There are three main rules when it comes to spotting a failed pilot for a TV show.

1: You have at least two or three supporting characters given way more backstory than usual, often with skills the lead character doesn’t have, and most importantly of all they don’t die.
2: The villain of the piece will almost always “survive” in one form or another.
3: It’ll usually throw some irrelevant world-building detail in there too.

It doesn’t take a genius to spot these – which is why I did it – and it doesn’t mean the movie is going to be bad (the Western version of “Once A Thief” is fantastic, for example), but it’s fun to look out for. Click the “pilot that crashed” tag at the bottom of the page for our reviews of others in this sub-genre.

Although we’ve been spoiled by “The Ultimates” comic and the Marvel Cinematic Universe with Nick Fury being the bald, magnificent Samuel L Jackson, in the “original” Marvel comic line, still going (I assume), Nick Fury is a grizzled white fella, constantly chewing on a cigar. He did some stuff in WW2, then got some anti-ageing serum because they realised an otherwise non-superpowered chap would be dead as the proverbial doornail by the 21st century.
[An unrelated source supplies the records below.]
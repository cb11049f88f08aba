//! Configuration management for the Retail Inventory service
//!
//! Supports hierarchical configuration loading:
//! 1. Default values in code
//! 2. Configuration files (config/development.toml, config/production.toml)
//! 3. Environment variable overrides with RIM_ prefix

use config::{ConfigError, Environment, File};
use serde::Deserialize;
use shared::ValuationBasis;

/// Main application configuration
#[derive(Debug, Deserialize, Clone)]
pub struct Config {
    /// Current environment (development, production)
    pub environment: String,

    /// Server configuration
    pub server: ServerConfig,

    /// Database configuration
    pub database: DatabaseConfig,

    /// Inventory accounting settings
    pub inventory: InventoryConfig,
}

#[derive(Debug, Deserialize, Clone)]
pub struct ServerConfig {
    /// Server port
    pub port: u16,

    /// Server host
    pub host: String,
}

#[derive(Debug, Deserialize, Clone)]
pub struct DatabaseConfig {
    /// PostgreSQL connection URL
    pub url: String,

    /// Maximum number of connections in the pool
    pub max_connections: u32,

    /// Minimum number of connections in the pool
    pub min_connections: u32,
}

#[derive(Debug, Deserialize, Clone, Default)]
pub struct InventoryConfig {
    /// Price used for `InventoryStock.stock_value`
    pub valuation_basis: ValuationBasis,
}

impl Config {
    /// Load configuration from files and environment variables
    pub fn load() -> Result<Self, ConfigError> {
        let environment = std::env::var("RIM_ENVIRONMENT").unwrap_or_else(|_| "development".into());

        let config = config::Config::builder()
            // Start with default values
            .set_default("environment", environment.clone())?
            .set_default("server.port", 3000)?
            .set_default("server.host", "0.0.0.0")?
            .set_default("database.max_connections", 10)?
            .set_default("database.min_connections", 2)?
            .set_default("inventory.valuation_basis", "selling_price")?
            // Load environment-specific config file
            .add_source(File::with_name(&format!("config/{}", environment)).required(false))
            // Override with environment variables (RIM_ prefix)
            .add_source(
                Environment::with_prefix("RIM")
                    .prefix_separator("_")
                    .separator("__")
                    .try_parsing(true),
            )
            .build()?;

        config.try_deserialize()
    }
}
//! Item loss (shrinkage) models

use rust_decimal::Decimal;
use serde::{Deserialize, Serialize};

use crate::error::InventoryError;

/// Why stock was lost
#[derive(Debug, Clone, Copy, PartialEq, Eq, Hash, Serialize, Deserialize)]
#[serde(rename_all = "snake_case")]
pub enum LossReason {
    Damage,
    Expiration,
    Spoilage,
    Theft,
    Contamination,
    Other,
}

impl LossReason {
    pub fn as_str(&self) -> &'static str {
        match self {
            LossReason::Damage => "damage",
            LossReason::Expiration => "expiration",
            LossReason::Spoilage => "spoilage",
            LossReason::Theft => "theft",
            LossReason::Contamination => "contamination",
            LossReason::Other => "other",
        }
    }
}

impl std::fmt::Display for LossReason {
    fn fmt(&self, f: &mut std::fmt::Formatter<'_>) -> std::fmt::Result {
        f.write_str(self.as_str())
    }
}

impl std::str::FromStr for LossReason {
    type Err = InventoryError;

    fn from_str(s: &str) -> Result<Self, Self::Err> {
        match s {
            "damage" => Ok(LossReason::Damage),
            "expiration" => Ok(LossReason::Expiration),
            "spoilage" => Ok(LossReason::Spoilage),
            "theft" => Ok(LossReason::Theft),
            "contamination" => Ok(LossReason::Contamination),
            "other" => Ok(LossReason::Other),
            other => Err(InventoryError::UnknownVariant {
                kind: "loss reason",
                value: other.to_string(),
            }),
        }
    }
}

impl TryFrom<String> for LossReason {
    type Error = InventoryError;

    fn try_from(value: String) -> Result<Self, Self::Error> {
        value.parse()
    }
}

/// Monetary value of a loss: quantity lost times the estimated cost per unit
pub fn total_loss_value(quantity_lost: Decimal, estimated_cost: Decimal) -> Decimal {
    (quantity_lost * estimated_cost).round_dp(2)
}

#[cfg(test)]
mod tests {
    use super::*;

    #[test]
    fn loss_value() {
        let q: Decimal = "2.5".parse().unwrap();
        let c: Decimal = "12.40".parse().unwrap();
        assert_eq!(total_loss_value(q, c), "31.00".parse::<Decimal>().unwrap());
        assert_eq!(total_loss_value(q, Decimal::ZERO), Decimal::ZERO);
    }

    #[test]
    fn reasons_parse() {
        assert_eq!("theft".parse::<LossReason>().unwrap(), LossReason::Theft);
        assert!("misplaced".parse::<LossReason>().is_err());
    }
}
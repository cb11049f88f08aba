//! Error handling for the Retail Inventory service
//!
//! Every failure reaches the client as `{ "error", "code", "details" }`.

use axum::{
    http::StatusCode,
    response::{IntoResponse, Response},
    Json,
};
use rust_decimal::Decimal;
use serde::Serialize;
use serde_json::{json, Value};
use shared::InventoryError;
use thiserror::Error;

/// Application error types
#[derive(Error, Debug)]
pub enum AppError {
    // Validation errors
    #[error("Validation error: {message}")]
    Validation { field: String, message: String },

    #[error("Validation error: {0}")]
    ValidationError(String),

    #[error("Invalid request: {0}")]
    InvalidInput(#[from] validator::ValidationErrors),

    #[error("Insufficient stock for {item}: available {available}, requested {requested}")]
    InsufficientStock {
        item: String,
        available: Decimal,
        requested: Decimal,
    },

    #[error("Duplicate entry: {0}")]
    DuplicateEntry(String),

    #[error("Conflict: {message}")]
    Conflict { resource: String, message: String },

    #[error("Resource not found: {0}")]
    NotFound(String),

    // Database errors
    #[error("Database error: {0}")]
    DatabaseError(#[from] sqlx::Error),

    // Internal errors
    #[error("Internal server error")]
    InternalError(#[from] anyhow::Error),
}

impl AppError {
    pub fn validation(field: impl Into<String>, message: impl Into<String>) -> Self {
        AppError::Validation {
            field: field.into(),
            message: message.into(),
        }
    }
}

impl From<InventoryError> for AppError {
    fn from(err: InventoryError) -> Self {
        match err {
            InventoryError::Invalid { field, message } => AppError::validation(field, message),
            InventoryError::InsufficientStock {
                item,
                available,
                requested,
            } => AppError::InsufficientStock {
                item,
                available,
                requested,
            },
            InventoryError::NotFound(what) => AppError::NotFound(what),
            other @ (InventoryError::QuantityOutOfRange(_)
            | InventoryError::UnknownVariant { .. }) => AppError::ValidationError(other.to_string()),
        }
    }
}

/// Error response structure
#[derive(Debug, Serialize)]
pub struct ErrorResponse {
    pub error: String,
    pub code: String,
    #[serde(skip_serializing_if = "Option::is_none")]
    pub details: Option<Value>,
}

impl IntoResponse for AppError {
    fn into_response(self) -> Response {
        let (status, code, error, details) = match &self {
            AppError::Validation { field, message } => (
                StatusCode::BAD_REQUEST,
                "VALIDATION_ERROR",
                message.clone(),
                Some(json!({ "field": field })),
            ),
            AppError::ValidationError(msg) => (
                StatusCode::BAD_REQUEST,
                "VALIDATION_ERROR",
                msg.clone(),
                None,
            ),
            AppError::InvalidInput(errors) => (
                StatusCode::BAD_REQUEST,
                "VALIDATION_ERROR",
                "Request body failed validation".to_string(),
                serde_json::to_value(errors).ok(),
            ),
            AppError::InsufficientStock {
                item,
                available,
                requested,
            } => (
                StatusCode::BAD_REQUEST,
                "INSUFFICIENT_STOCK",
                format!("Not enough stock for {}", item),
                Some(json!({
                    "item": item,
                    "available": available,
                    "requested": requested,
                })),
            ),
            AppError::DuplicateEntry(field) => (
                StatusCode::CONFLICT,
                "DUPLICATE_ENTRY",
                format!("A record with this {} already exists", field),
                Some(json!({ "field": field })),
            ),
            AppError::Conflict { resource, message } => (
                StatusCode::CONFLICT,
                "CONFLICT",
                message.clone(),
                Some(json!({ "resource": resource })),
            ),
            AppError::NotFound(resource) => (
                StatusCode::NOT_FOUND,
                "NOT_FOUND",
                format!("{} not found", resource),
                None,
            ),
            AppError::DatabaseError(err) => (
                StatusCode::INTERNAL_SERVER_ERROR,
                "DATABASE_ERROR",
                "A database error occurred".to_string(),
                Some(Value::String(err.to_string())),
            ),
            AppError::InternalError(err) => (
                StatusCode::INTERNAL_SERVER_ERROR,
                "INTERNAL_ERROR",
                "An internal server error occurred".to_string(),
                Some(Value::String(format!("{:#}", err))),
            ),
        };

        if status.is_server_error() {
            tracing::error!("Error: {:?}", self);
        } else {
            tracing::debug!("Request rejected: {}", self);
        }

        let body = ErrorResponse {
            error,
            code: code.to_string(),
            details,
        };
        (status, Json(body)).into_response()
    }
}

/// Result type alias for handlers
pub type AppResult<T> = Result<T, AppError>;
For most of his existence in the comics, he’s been in charge of S.H.I.E.L.D., which you may know about from the TV show currently boring us to tears, a group of mostly non-superpowered folks who help out the Avengers and deal with all manner of villains. Their base of operations is the Helicarrier, basically an enormous floating aircraft carrier.
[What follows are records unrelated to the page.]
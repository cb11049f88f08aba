//! Sale stock tests
//!
//! A sale is checked line by line against stock before anything is written.

use proptest::prelude::*;
use rust_decimal::Decimal;
use shared::{
    check_sale_availability, consume_sale_lines, line_total, restore_sale_lines, AvailableStock,
    InventoryError, PaymentMethod, SaleLine,
};
use std::collections::HashMap;
use std::str::FromStr;
use uuid::Uuid;

fn dec(s: &str) -> Decimal {
    Decimal::from_str(s).unwrap()
}

fn stock(entries: &[(Uuid, &str, &str)]) -> HashMap<Uuid, AvailableStock> {
    entries
        .iter()
        .map(|(id, name, qty)| {
            (
                *id,
                AvailableStock {
                    name: name.to_string(),
                    total_quantity: dec(qty),
                },
            )
        })
        .collect()
}

// ============================================================================
// Unit Tests
// ============================================================================

#[cfg(test)]
mod unit_tests {
    use super::*;

    #[test]
    fn test_sale_within_stock_passes() {
        let rice = Uuid::new_v4();
        let sugar = Uuid::new_v4();
        let available = stock(&[(rice, "Rice", "110"), (sugar, "Sugar", "5")]);
        let lines = [
            SaleLine { item_id: rice, quantity_sold: dec("10") },
            SaleLine { item_id: sugar, quantity_sold: dec("5") },
        ];
        assert!(check_sale_availability(&lines, &available).is_ok());
    }

    /// One short line rejects the whole sale
    #[test]
    fn test_one_short_line_rejects_sale() {
        let rice = Uuid::new_v4();
        let sugar = Uuid::new_v4();
        let available = stock(&[(rice, "Rice", "110"), (sugar, "Sugar", "2")]);
        let lines = [
            SaleLine { item_id: rice, quantity_sold: dec("10") },
            SaleLine { item_id: sugar, quantity_sold: dec("3") },
        ];
        assert!(matches!(
            check_sale_availability(&lines, &available),
            Err(InventoryError::InsufficientStock { ref item, .. }) if item == "Sugar"
        ));
    }

    #[test]
    fn test_repeated_item_lines_are_summed() {
        let rice = Uuid::new_v4();
        let available = stock(&[(rice, "Rice", "10")]);
        let lines = [
            SaleLine { item_id: rice, quantity_sold: dec("6") },
            SaleLine { item_id: rice, quantity_sold: dec("6") },
        ];
        assert!(matches!(
            check_sale_availability(&lines, &available),
            Err(InventoryError::InsufficientStock { requested, .. }) if requested == dec("12")
        ));
    }

    #[test]
    fn test_unknown_item_is_not_found() {
        let lines = [SaleLine { item_id: Uuid::new_v4(), quantity_sold: dec("1") }];
        assert!(matches!(
            check_sale_availability(&lines, &HashMap::new()),
            Err(InventoryError::NotFound(_))
        ));
    }

    /// A sale with two lines for rice takes both off, and voiding it puts both back
    #[test]
    fn test_consume_and_restore_repeated_lines() {
        let rice = Uuid::new_v4();
        let mut totals = HashMap::from([(rice, dec("110"))]);
        let lines = [
            SaleLine { item_id: rice, quantity_sold: dec("10") },
            SaleLine { item_id: rice, quantity_sold: dec("2.5") },
        ];
        consume_sale_lines(&mut totals, &lines).unwrap();
        assert_eq!(totals[&rice], dec("97.5"));
        restore_sale_lines(&mut totals, &lines).unwrap();
        assert_eq!(totals[&rice], dec("110"));
    }

    #[test]
    fn test_line_total_and_payment_default() {
        assert_eq!(line_total(dec("2.5"), dec("3.333")), dec("8.33"));
        assert_eq!(PaymentMethod::default(), PaymentMethod::Cash);
    }
}

// ============================================================================
// Property-Based Tests
// ============================================================================

#[cfg(test)]
mod property_tests {
    use super::*;

    fn quantity_strategy() -> impl Strategy<Value = Decimal> {
        (1i64..=10000i64).prop_map(|n| Decimal::new(n, 1))
    }

    proptest! {
        #![proptest_config(ProptestConfig::with_cases(100))]

        /// Availability passes exactly when the requested amount fits
        #[test]
        fn prop_sale_accepted_iff_stock_covers_it(
            on_hand in quantity_strategy(),
            sold in quantity_strategy()
        ) {
            let id = Uuid::new_v4();
            let available = HashMap::from([(
                id,
                AvailableStock { name: "Rice".to_string(), total_quantity: on_hand },
            )]);
            let result = check_sale_availability(
                &[SaleLine { item_id: id, quantity_sold: sold }],
                &available,
            );
            prop_assert_eq!(result.is_ok(), sold <= on_hand);
        }

        /// Voiding a sale returns every item to its starting total, however
        /// many lines hit the same item
        #[test]
        fn prop_consume_then_restore_returns_start(
            starts in prop::collection::vec(quantity_strategy(), 1..4),
            picks in prop::collection::vec((0usize..4, quantity_strategy()), 1..12)
        ) {
            let ids: Vec<Uuid> = starts.iter().map(|_| Uuid::new_v4()).collect();
            let start: HashMap<Uuid, Decimal> = ids.iter().copied().zip(starts).collect();
            let lines: Vec<SaleLine> = picks
                .into_iter()
                .map(|(i, qty)| SaleLine { item_id: ids[i % ids.len()], quantity_sold: qty })
                .collect();

            let mut totals = start.clone();
            consume_sale_lines(&mut totals, &lines).unwrap();
            for id in &ids {
                let sold: Decimal = lines
                    .iter()
                    .filter(|l| l.item_id == *id)
                    .map(|l| l.quantity_sold)
                    .sum();
                prop_assert_eq!(totals[id], start[id] - sold);
            }

            restore_sale_lines(&mut totals, &lines).unwrap();
            prop_assert_eq!(totals, start);
        }
    }
}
I know this will sound weird in 2015, but David Hasselhoff was perfect casting for this. He’s a big, strong-looking guy, fits the part as written in the comics and understands camp. You don’t get to be the star of two of the biggest TV shows of all time, with some of the ludicrous storylines they trotted out, without having a bit of a sense of humour about your own career, and that’s what some shows based on comics need. They can’t all have the seriousness of a “Dark Knight”.

Which makes the script credit even more surprising. David Goyer wrote the Christopher Nolan Batman films, “Blade”, “Man of Steel”, “Dark City”, is attached to the upcoming “Metal Gear Solid” movie, and is now one of the biggest names in Hollywood – although we ought to bear in mind he got his start with Full Moon and wrote “Demonic Toys” too. It’s strange to see a man whose name is tied to the most serious superhero movies also behind this.

Nick Fury has been living in an abandoned mine for the last five years, since being kicked out of SHIELD for reasons unknown. Brilliantly, they don’t bother explaining why, they just need him back because HYDRA, the Yin to SHIELD’s Yang, are back. Fury killed Baron Von Strucker but his kids, Andrea (aka Viper) and Werner, storm a SHIELD base, steal his body and develop a super-destructive, Ebola-beating virus from his blood. So it’s them vs. Fury and SHIELD, and there’s kidnaps and fake robot versions of people and properly evil OTT villains and weasely pencil-pushing bosses who won’t just let Nick do his job, dammit!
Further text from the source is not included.